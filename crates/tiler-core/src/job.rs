//! Job description and per-job measurements

use crate::{Error, Result};
use serde::{Deserialize, Serialize};

/// One request to tile a slide.
///
/// Field names follow the job request schema (`image_id`, `source_bucket`,
/// `source_object_name`, `dataset_name`).
#[derive(Debug, Clone, PartialEq, Eq, Serialize, Deserialize)]
pub struct TilingJob {
    /// Tile-set prefix and local working directory name
    pub image_id: String,
    /// Bucket holding the original slide
    pub source_bucket: String,
    /// Key of the original slide, e.g. `unprocessed/slide-001/a.tiff`
    pub source_object_name: String,
    /// Free-form label copied into the metadata record
    #[serde(default, skip_serializing_if = "Option::is_none")]
    pub dataset_name: Option<String>,
}

impl TilingJob {
    pub fn new(
        image_id: impl Into<String>,
        source_bucket: impl Into<String>,
        source_object_name: impl Into<String>,
    ) -> Self {
        Self {
            image_id: image_id.into(),
            source_bucket: source_bucket.into(),
            source_object_name: source_object_name.into(),
            dataset_name: None,
        }
    }

    pub fn with_dataset(mut self, dataset_name: impl Into<String>) -> Self {
        self.dataset_name = Some(dataset_name.into());
        self
    }

    /// Minimal validation performed at acceptance time.
    ///
    /// `image_id` becomes both a directory name and a key prefix, so it must
    /// be a single path segment.
    pub fn validate(&self) -> Result<()> {
        let id = self.image_id.as_str();
        if id.trim().is_empty() {
            return Err(Error::InvalidJob("image_id must not be empty".into()));
        }
        if id == "." || id == ".." || id.contains(['/', '\\', '\0']) {
            return Err(Error::InvalidJob(format!(
                "image_id '{id}' must be a single path segment"
            )));
        }
        if self.source_bucket.trim().is_empty() {
            return Err(Error::InvalidJob("source_bucket must not be empty".into()));
        }
        if self.source_file_name().is_none() {
            return Err(Error::InvalidJob(format!(
                "source_object_name '{}' has no file name",
                self.source_object_name
            )));
        }
        Ok(())
    }

    /// Last segment of the source key, used as the local download name
    pub fn source_file_name(&self) -> Option<&str> {
        self.source_object_name
            .rsplit('/')
            .next()
            .filter(|name| !name.is_empty() && *name != "." && *name != "..")
    }
}

/// Wall-clock duration of each stage, in seconds
#[derive(Debug, Clone, Copy, Default, PartialEq)]
pub struct StageTiming {
    pub download: f64,
    pub tiling: f64,
    pub upload: f64,
}

impl StageTiming {
    pub fn total(&self) -> f64 {
        self.download + self.tiling + self.upload
    }

    /// Millisecond-rounded values as persisted in `metadata.json`.
    ///
    /// The total is the sum of the rounded parts so the record is always
    /// self-consistent.
    pub fn rounded(&self) -> TimingsRecord {
        let download_seconds = round_millis(self.download);
        let tiling_seconds = round_millis(self.tiling);
        let upload_seconds = round_millis(self.upload);
        TimingsRecord {
            download_seconds,
            tiling_seconds,
            upload_seconds,
            total_seconds: round_millis(download_seconds + tiling_seconds + upload_seconds),
        }
    }
}

/// The `timings` object of the metadata record
#[derive(Debug, Clone, Copy, PartialEq, Serialize, Deserialize)]
pub struct TimingsRecord {
    pub download_seconds: f64,
    pub tiling_seconds: f64,
    pub upload_seconds: f64,
    pub total_seconds: f64,
}

fn round_millis(seconds: f64) -> f64 {
    (seconds * 1000.0).round() / 1000.0
}

/// Files and bytes pushed during the upload stage
#[derive(Debug, Clone, Copy, Default, PartialEq, Eq, Serialize, Deserialize)]
pub struct TileUploadSummary {
    pub file_count: u64,
    pub total_bytes: u64,
}

impl TileUploadSummary {
    pub(crate) fn record(&mut self, bytes: u64) {
        self.file_count += 1;
        self.total_bytes += bytes;
    }
}

#[cfg(test)]
mod tests {
    use super::*;

    #[test]
    fn test_valid_job() {
        let job = TilingJob::new("slide-001", "raw", "unprocessed/slide-001/a.tiff")
            .with_dataset("camelyon");
        assert!(job.validate().is_ok());
        assert_eq!(job.source_file_name(), Some("a.tiff"));
        assert_eq!(job.dataset_name.as_deref(), Some("camelyon"));
    }

    #[test]
    fn test_rejects_unsafe_image_ids() {
        for id in ["", "  ", ".", "..", "a/b", "a\\b"] {
            let job = TilingJob::new(id, "raw", "a.tiff");
            assert!(job.validate().is_err(), "accepted image_id {id:?}");
        }
    }

    #[test]
    fn test_rejects_source_without_file_name() {
        let job = TilingJob::new("slide-001", "raw", "unprocessed/slide-001/");
        assert!(matches!(job.validate(), Err(Error::InvalidJob(_))));

        let job = TilingJob::new("slide-001", "", "a.tiff");
        assert!(job.validate().is_err());
    }

    #[test]
    fn test_job_json_schema() {
        let job: TilingJob = serde_json::from_str(
            r#"{"image_id":"slide-001","source_bucket":"raw","source_object_name":"a.tiff"}"#,
        )
        .unwrap();
        assert_eq!(job.image_id, "slide-001");
        assert_eq!(job.dataset_name, None);
    }

    #[test]
    fn test_rounded_total_is_sum_of_parts() {
        let timing = StageTiming {
            download: 1.23449,
            tiling: 10.00051,
            upload: 2.9996,
        };
        let record = timing.rounded();
        assert_eq!(record.download_seconds, 1.234);
        assert_eq!(record.tiling_seconds, 10.001);
        assert_eq!(record.upload_seconds, 3.0);
        let sum = record.download_seconds + record.tiling_seconds + record.upload_seconds;
        assert!((record.total_seconds - sum).abs() < 1e-9);
        assert!((timing.total() - 14.23460).abs() < 1e-9);
    }

    #[test]
    fn test_upload_summary_accumulates() {
        let mut summary = TileUploadSummary::default();
        summary.record(100);
        summary.record(23);
        assert_eq!(summary.file_count, 2);
        assert_eq!(summary.total_bytes, 123);
    }
}
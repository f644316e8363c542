//! Call counting and fault injection around an [`ObjectStoreClient`]

use async_trait::async_trait;
use bytes::Bytes;
use std::collections::HashMap;
use std::fmt;
use std::io;
use std::path::Path;
use std::sync::{Arc, Mutex};
use tiler_store::{ObjectInfo, ObjectListing, ObjectStoreClient, Result, StoreError};

/// Operations that can be counted or failed
#[derive(Debug, Clone, Copy, PartialEq, Eq, Hash)]
pub enum StoreOp {
    Stat,
    Download,
    BucketExists,
    CreateBucket,
    UploadFile,
    UploadBytes,
    ReadObject,
    ListObjects,
}

/// Callback run before each `upload_file`
#[derive(Clone)]
struct UploadHook(Arc<dyn Fn() + Send + Sync>);

impl fmt::Debug for UploadHook {
    fn fmt(&self, f: &mut fmt::Formatter<'_>) -> fmt::Result {
        f.write_str("UploadHook")
    }
}

#[derive(Debug, Default)]
struct State {
    calls: HashMap<StoreOp, usize>,
    failing: Vec<StoreOp>,
    fail_uploads_after: Option<usize>,
    failing_key_suffixes: Vec<String>,
    uploaded_keys: Vec<String>,
    lose_create_race: bool,
    upload_hook: Option<UploadHook>,
}

/// Wraps a real store, counting calls and failing the ones it is told to.
///
/// Injected failures are `StoreError::Io` with `ConnectionRefused`, which the
/// pipeline treats as an unreachable store.
#[derive(Debug, Clone)]
pub struct InstrumentedStore {
    inner: Arc<dyn ObjectStoreClient>,
    state: Arc<Mutex<State>>,
}

impl InstrumentedStore {
    pub fn new(inner: Arc<dyn ObjectStoreClient>) -> Self {
        Self {
            inner,
            state: Arc::new(Mutex::new(State::default())),
        }
    }

    /// Every call of `op` fails from now on
    pub fn fail(&self, op: StoreOp) {
        self.state().failing.push(op);
    }

    /// `upload_file` succeeds `n` times, then fails
    pub fn fail_uploads_after(&self, n: usize) {
        self.state().fail_uploads_after = Some(n);
    }

    /// Uploads of keys ending in `suffix` fail
    pub fn fail_keys_ending_with(&self, suffix: &str) {
        self.state().failing_key_suffixes.push(suffix.to_string());
    }

    /// `create_bucket` creates the bucket, then reports a failure, as if a
    /// concurrent caller had created it first
    pub fn lose_create_bucket_race(&self) {
        self.state().lose_create_race = true;
    }

    /// Run `hook` at the start of every `upload_file` call
    pub fn on_upload(&self, hook: impl Fn() + Send + Sync + 'static) {
        self.state().upload_hook = Some(UploadHook(Arc::new(hook)));
    }

    /// Number of times `op` was invoked, failed calls included
    pub fn calls(&self, op: StoreOp) -> usize {
        self.state().calls.get(&op).copied().unwrap_or(0)
    }

    /// Keys successfully written through `upload_file` and `upload_bytes`
    pub fn uploaded_keys(&self) -> Vec<String> {
        self.state().uploaded_keys.clone()
    }

    fn state(&self) -> std::sync::MutexGuard<'_, State> {
        self.state.lock().unwrap_or_else(|p| p.into_inner())
    }

    fn enter(&self, op: StoreOp, key: Option<&str>) -> Result<()> {
        let mut state = self.state();
        let count = state.calls.entry(op).or_insert(0);
        *count += 1;
        let count = *count;

        let upload_limit_hit = op == StoreOp::UploadFile
            && state.fail_uploads_after.is_some_and(|limit| count > limit);
        let key_hit = key.is_some_and(|key| {
            state
                .failing_key_suffixes
                .iter()
                .any(|suffix| key.ends_with(suffix.as_str()))
        });

        if state.failing.contains(&op) || upload_limit_hit || key_hit {
            return Err(StoreError::Io(io::Error::new(
                io::ErrorKind::ConnectionRefused,
                format!("injected {op:?} failure"),
            )));
        }
        Ok(())
    }

    fn record_upload(&self, key: &str) {
        self.state().uploaded_keys.push(key.to_string());
    }
}

#[async_trait]
impl ObjectStoreClient for InstrumentedStore {
    async fn stat_object(&self, bucket: &str, key: &str) -> Result<ObjectInfo> {
        self.enter(StoreOp::Stat, Some(key))?;
        self.inner.stat_object(bucket, key).await
    }

    async fn download_object(&self, bucket: &str, key: &str, local_path: &Path) -> Result<()> {
        self.enter(StoreOp::Download, Some(key))?;
        self.inner.download_object(bucket, key, local_path).await
    }

    async fn bucket_exists(&self, bucket: &str) -> Result<bool> {
        self.enter(StoreOp::BucketExists, None)?;
        self.inner.bucket_exists(bucket).await
    }

    async fn create_bucket(&self, bucket: &str) -> Result<()> {
        self.enter(StoreOp::CreateBucket, None)?;
        self.inner.create_bucket(bucket).await?;
        if self.state().lose_create_race {
            return Err(StoreError::Io(io::Error::new(
                io::ErrorKind::AlreadyExists,
                format!("bucket '{bucket}' was created by another caller"),
            )));
        }
        Ok(())
    }

    async fn upload_file(&self, bucket: &str, key: &str, local_path: &Path) -> Result<u64> {
        let hook = self.state().upload_hook.clone();
        if let Some(UploadHook(hook)) = hook {
            hook();
        }
        self.enter(StoreOp::UploadFile, Some(key))?;
        let written = self.inner.upload_file(bucket, key, local_path).await?;
        self.record_upload(key);
        Ok(written)
    }

    async fn upload_bytes(
        &self,
        bucket: &str,
        key: &str,
        bytes: Bytes,
        content_type: &str,
    ) -> Result<()> {
        self.enter(StoreOp::UploadBytes, Some(key))?;
        self.inner
            .upload_bytes(bucket, key, bytes, content_type)
            .await?;
        self.record_upload(key);
        Ok(())
    }

    async fn read_object(&self, bucket: &str, key: &str) -> Result<Bytes> {
        self.enter(StoreOp::ReadObject, Some(key))?;
        self.inner.read_object(bucket, key).await
    }

    async fn list_objects(&self, bucket: &str, prefix: &str) -> Result<Vec<ObjectListing>> {
        self.enter(StoreOp::ListObjects, None)?;
        self.inner.list_objects(bucket, prefix).await
    }
}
════════
• _WHAT NEEDS TO BE DONE_: Wherever the word "Deserialize" appears in the listing above, copy the whole line.

• _RESULT OF THIS EXERCISE_:
use serde::{Deserialize, Serialize};
#[derive(Debug, Clone, PartialEq, Eq, Serialize, Deserialize)]
#[derive(Debug, Clone, Copy, PartialEq, Serialize, Deserialize)]
#[derive(Debug, Clone, Copy, Default, PartialEq, Eq, Serialize, Deserialize)]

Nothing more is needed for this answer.